Anonymous nick knouf said...

And the nuanced language of science studies can be used by intelligent design supporters: see the case of Steve Fuller and the Dover ID case.

Also, in many legal settings, all of the nuance of science and technology studies gets thrown out the window; Lynch and Cole have a paper about this from a couple of years ago ("STS on Trial: Dilemmas of Expertise").
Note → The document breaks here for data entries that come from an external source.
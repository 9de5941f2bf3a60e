//! Shared building blocks and the session that ties a run together.

#![allow(unused_imports)]

pub mod constants;
pub mod log;
pub mod session;
pub mod snapshot;
pub mod weighted;

pub use constants::*;
pub use log::{KeyEcho, LogLine, Translator};
pub use session::{GameSession, NoopObserver, SessionObserver, TileReport};
pub use snapshot::SessionSnapshot;
pub use weighted::{weighted_pick, Weighted};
So, as is the case in so many situations, entrenched powers try and force people into untenable binaries. Even if one might not want to be placed into those binaries, as in the case of Lynch and Cole, the legal system requires it. And when I extrapolate and see this as in endemic structural problem, it really depresses me...I don't have a way to deal with it, and we see, in the ID debate, what happens when we do allow nuance into the discussion. The difficulty is almost overwhelming...

18:44  
Anonymous anne said...

nick - indeed! i've been thinking about what kinds of science, and what kinds of science studies, have their nuances turned against them. to some degree, it's a methodological issue. while ethnomethodology, for example, focuses very well at the micro or everyday level, it tends to do so without a critical eye towards the power relations at stake. what i think i mean is that maybe nuance isn't the problem, but rather how the researcher treats the politics at hand?

01:11  
Blogger Chris said...

I remember seeing this before on Clive's blog. Thompson often overreacts to Creationist issues, in my opinion... He has said to me that he doesn't like seeing the US fall behind the rest of the world in the sciences, but I feel this is something of an excuse to explain his anger in the face of something that is clearly not scientific by any conventional measure but which presents itself in those terms.

The answer to metaphysical conflicts can't be to persuade scientists to talk in even more confident terms than their research reflects - we have enough problem with scientists reaching premature certainty without encouraging it!

Best wishes!

05:46  
Anonymous stet said...

The funny thing is that nuance in language was invented by theology.